WHAT THIS TASK INVOLVES:
Once you reach the line containing "index.replace_all(entries).await?;", reproduce it and every later line exactly, through the end of the data.

Dataset excerpts:
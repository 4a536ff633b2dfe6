mod area;
mod building;
mod listing;
mod snapshot;

pub use area::Area;
pub use building::Building;
pub use listing::{Listing, ListingKind};
pub use snapshot::MarketSnapshot;
//! Ingesta de logs de mantenimiento (CSV o JSON-lines) y construcción de
//! las entradas del índice vectorial con sus embeddings.

use std::{
    fs::File,
    io::{BufRead, BufReader, Read},
    path::{Path, PathBuf},
    time::Instant,
};

use futures::{StreamExt, TryStreamExt};
use serde::Deserialize;
use tracing::{info, warn};
use walkdir::WalkDir;

use crate::{
    embeddings::Embedder,
    error::{IndexError, RowRejection},
    models::{parse_timestamp, EquipmentType, IndexEntry, LogRecord},
    vector_store::VectorIndex,
};

/// Lotes de embeddings en vuelo a la vez.
const EMBED_CONCURRENCY: usize = 4;

/// Resumen de los resultados de una construcción del índice.
#[derive(Debug, Default, Clone)]
pub struct IngestionSummary {
    pub records_indexed: usize,
    pub batches: usize,
    pub elapsed_ms: u128,
}

impl std::fmt::Display for IngestionSummary {
    fn fmt(&self, f: &mut std::fmt::Formatter<'_>) -> std::fmt::Result {
        write!(
            f,
            "Resumen: {} registros indexados en {} lotes ({} ms).",
            self.records_indexed, self.batches, self.elapsed_ms
        )
    }
}

/// Ficheros de origen y registros ya validados.
#[derive(Debug, Default)]
pub struct Corpus {
    pub sources: Vec<PathBuf>,
    pub records: Vec<LogRecord>,
}

/// Fila tal cual llega del fichero; todo opcional hasta validar.
#[derive(Debug, Default, Deserialize)]
struct RawLogRow {
    #[serde(default)]
    timestamp: Option<String>,
    #[serde(default)]
    equipment_id: Option<String>,
    #[serde(default)]
    equipment_type: Option<String>,
    #[serde(default)]
    severity: Option<String>,
    #[serde(default)]
    message: Option<String>,
    #[serde(default)]
    facility: Option<String>,
    #[serde(default)]
    operator: Option<String>,
}

fn present(value: Option<String>) -> Option<String> {
    value.map(|v| v.trim().to_string()).filter(|v| !v.is_empty())
}

impl TryFrom<RawLogRow> for LogRecord {
    type Error = String;

    fn try_from(raw: RawLogRow) -> Result<Self, Self::Error> {
        let timestamp = present(raw.timestamp);
        let equipment_id = present(raw.equipment_id);
        let severity = present(raw.severity);
        let message = present(raw.message);

        let missing: Vec<&str> = [
            ("timestamp", timestamp.is_none()),
            ("equipment_id", equipment_id.is_none()),
            ("severity", severity.is_none()),
            ("message", message.is_none()),
        ]
        .into_iter()
        .filter_map(|(name, absent)| absent.then_some(name))
        .collect();
        if !missing.is_empty() {
            return Err(format!("faltan campos obligatorios: {}", missing.join(", ")));
        }

        // Los `unwrap_or_default` no se alcanzan: ya se comprobó que existen.
        let equipment_id = equipment_id.unwrap_or_default();
        let equipment_type = match present(raw.equipment_type) {
            Some(declared) => declared.parse::<EquipmentType>()?,
            None => EquipmentType::infer_from_id(&equipment_id).ok_or_else(|| {
                format!("no se puede deducir equipment_type de '{equipment_id}'")
            })?,
        };

        let record = LogRecord {
            timestamp: parse_timestamp(&timestamp.unwrap_or_default())?,
            equipment_id,
            equipment_type,
            severity: severity.unwrap_or_default().parse()?,
            message: message.unwrap_or_default(),
            facility: present(raw.facility),
            operator: present(raw.operator),
        };
        record.validate()?;
        Ok(record)
    }
}

fn finish(
    source_name: &str,
    records: Vec<LogRecord>,
    rejected: Vec<RowRejection>,
) -> Result<Vec<LogRecord>, IndexError> {
    if rejected.is_empty() {
        Ok(records)
    } else {
        Err(IndexError::InvalidRecords {
            source_name: source_name.to_string(),
            rejected,
        })
    }
}

/// Lee un CSV con cabecera. Todas las filas se validan; si alguna falla
/// se devuelve el informe completo de rechazos.
pub fn parse_csv<R: Read>(reader: R, source_name: &str) -> Result<Vec<LogRecord>, IndexError> {
    let load_err = |e: csv::Error| IndexError::Load {
        path: PathBuf::from(source_name),
        source: e.into(),
    };

    let mut reader = csv::ReaderBuilder::new()
        .trim(csv::Trim::All)
        .flexible(true)
        .from_reader(reader);
    let headers = reader.headers().map_err(load_err)?.clone();

    let mut records = Vec::new();
    let mut rejected = Vec::new();
    for (idx, row) in reader.records().enumerate() {
        let row = row.map_err(load_err)?;
        let line = row
            .position()
            .map(|p| p.line() as usize)
            .unwrap_or(idx + 2);
        let parsed = row
            .deserialize::<RawLogRow>(Some(&headers))
            .map_err(|e| e.to_string())
            .and_then(LogRecord::try_from);
        match parsed {
            Ok(record) => records.push(record),
            Err(reason) => rejected.push(RowRejection { line, reason }),
        }
    }
    finish(source_name, records, rejected)
}

/// Lee JSON-lines: un objeto por línea, líneas en blanco ignoradas.
pub fn parse_jsonl<R: BufRead>(reader: R, source_name: &str) -> Result<Vec<LogRecord>, IndexError> {
    let mut records = Vec::new();
    let mut rejected = Vec::new();
    for (idx, line) in reader.lines().enumerate() {
        let line = line.map_err(|e| IndexError::Load {
            path: PathBuf::from(source_name),
            source: e.into(),
        })?;
        if line.trim().is_empty() {
            continue;
        }
        let parsed = serde_json::from_str::<RawLogRow>(&line)
            .map_err(|e| e.to_string())
            .and_then(LogRecord::try_from);
        match parsed {
            Ok(record) => records.push(record),
            Err(reason) => rejected.push(RowRejection { line: idx + 1, reason }),
        }
    }
    finish(source_name, records, rejected)
}

fn is_supported(path: &Path) -> bool {
    matches!(
        path.extension()
            .and_then(std::ffi::OsStr::to_str)
            .map(str::to_lowercase)
            .as_deref(),
        Some("csv" | "jsonl" | "ndjson" | "json")
    )
}

/// Carga un fichero eligiendo el formato por extensión.
pub fn load_records(path: &Path) -> Result<Vec<LogRecord>, IndexError> {
    let extension = path
        .extension()
        .and_then(std::ffi::OsStr::to_str)
        .unwrap_or("")
        .to_lowercase();
    let source_name = path.display().to_string();
    let open = || {
        File::open(path).map_err(|e| IndexError::Load {
            path: path.to_path_buf(),
            source: e.into(),
        })
    };

    match extension.as_str() {
        "csv" => parse_csv(open()?, &source_name),
        "jsonl" | "ndjson" | "json" => parse_jsonl(BufReader::new(open()?), &source_name),
        _ => Err(IndexError::UnsupportedFormat(path.to_path_buf())),
    }
}

/// La primera ruta existente gana. Un directorio aporta todos sus ficheros
/// soportados, en orden alfabético.
pub fn discover_sources(candidates: &[PathBuf]) -> Vec<PathBuf> {
    for candidate in candidates {
        if candidate.is_file() {
            return vec![candidate.clone()];
        }
        if candidate.is_dir() {
            let mut files: Vec<PathBuf> = WalkDir::new(candidate)
                .sort_by_file_name()
                .into_iter()
                .filter_map(|e| e.ok())
                .filter(|e| e.file_type().is_file() && is_supported(e.path()))
                .map(|e| e.into_path())
                .collect();
            if !files.is_empty() {
                files.sort();
                return files;
            }
        }
    }
    Vec::new()
}

/// Descubre y carga el corpus. Sin ficheros, el corpus queda vacío.
pub fn load_corpus(candidates: &[PathBuf]) -> Result<Corpus, IndexError> {
    let sources = discover_sources(candidates);
    if sources.is_empty() {
        warn!(
            "No se encontró ningún fichero de logs en {:?}. El índice quedará vacío.",
            candidates
        );
        return Ok(Corpus::default());
    }

    let mut records = Vec::new();
    for source in &sources {
        let loaded = load_records(source)?;
        info!("Cargados {} registros desde {}", loaded.len(), source.display());
        records.extend(loaded);
    }
    Ok(Corpus { sources, records })
}

/// `load_corpus` en el pool de tareas bloqueantes de tokio: la lectura de
/// ficheros grandes no ocupa un worker del runtime.
pub async fn read_corpus(candidates: Vec<PathBuf>) -> Result<Corpus, IndexError> {
    tokio::task::spawn_blocking(move || load_corpus(&candidates))
        .await
        .map_err(IndexError::LoadTask)?
}

/// Valida los registros y calcula sus embeddings por lotes, asignando ids
/// secuenciales en el orden de entrada.
pub async fn build_entries(
    embedder: &dyn Embedder,
    records: Vec<LogRecord>,
    batch_size: usize,
) -> Result<(Vec<IndexEntry>, usize), IndexError> {
    let rejected: Vec<RowRejection> = records
        .iter()
        .enumerate()
        .filter_map(|(idx, record)| {
            record.validate().err().map(|reason| RowRejection {
                line: idx + 1,
                reason,
            })
        })
        .collect();
    if !rejected.is_empty() {
        return Err(IndexError::InvalidRecords {
            source_name: "lote de indexación".to_string(),
            rejected,
        });
    }

    let texts: Vec<String> = records.iter().map(LogRecord::searchable_text).collect();
    let batches: Vec<Vec<String>> = texts
        .chunks(batch_size.max(1))
        .map(<[String]>::to_vec)
        .collect();
    let batch_count = batches.len();

    let vectors: Vec<Vec<Vec<f64>>> = futures::stream::iter(batches)
        .map(|batch| async move { embedder.embed_batch(&batch).await })
        .buffered(EMBED_CONCURRENCY)
        .try_collect()
        .await?;
    let vectors: Vec<Vec<f64>> = vectors.into_iter().flatten().collect();

    if vectors.len() != records.len() {
        return Err(crate::error::EmbeddingError::CountMismatch {
            expected: records.len(),
            actual: vectors.len(),
        }
        .into());
    }

    let entries = records
        .into_iter()
        .zip(texts)
        .zip(vectors)
        .enumerate()
        .map(|(seq, ((metadata, searchable_text), embedding))| IndexEntry {
            id: seq.to_string(),
            seq: seq as u64,
            embedding,
            searchable_text,
            metadata,
        })
        .collect();

    Ok((entries, batch_count))
}

/// Indexador del corpus: embeddings + sustitución atómica del contenido
/// del índice. Reindexar reemplaza la generación anterior por completo.
pub async fn index_records(
    embedder: &dyn Embedder,
    index: &dyn VectorIndex,
    records: Vec<LogRecord>,
    batch_size: usize,
) -> Result<IngestionSummary, IndexError> {
    let started = Instant::now();
    let (entries, batches) = build_entries(embedder, records, batch_size).await?;
    let records_indexed = entries.len();
    index.replace_all(entries).await?;

    Ok(IngestionSummary {
        records_indexed,
        batches,
        elapsed_ms: started.elapsed().as_millis(),
    })
}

RESPONSE TO THIS EXERCISE:
    index.replace_all(entries).await?;

    Ok(IngestionSummary {
        records_indexed,
        batches,
        elapsed_ms: started.elapsed().as_millis(),
    })
}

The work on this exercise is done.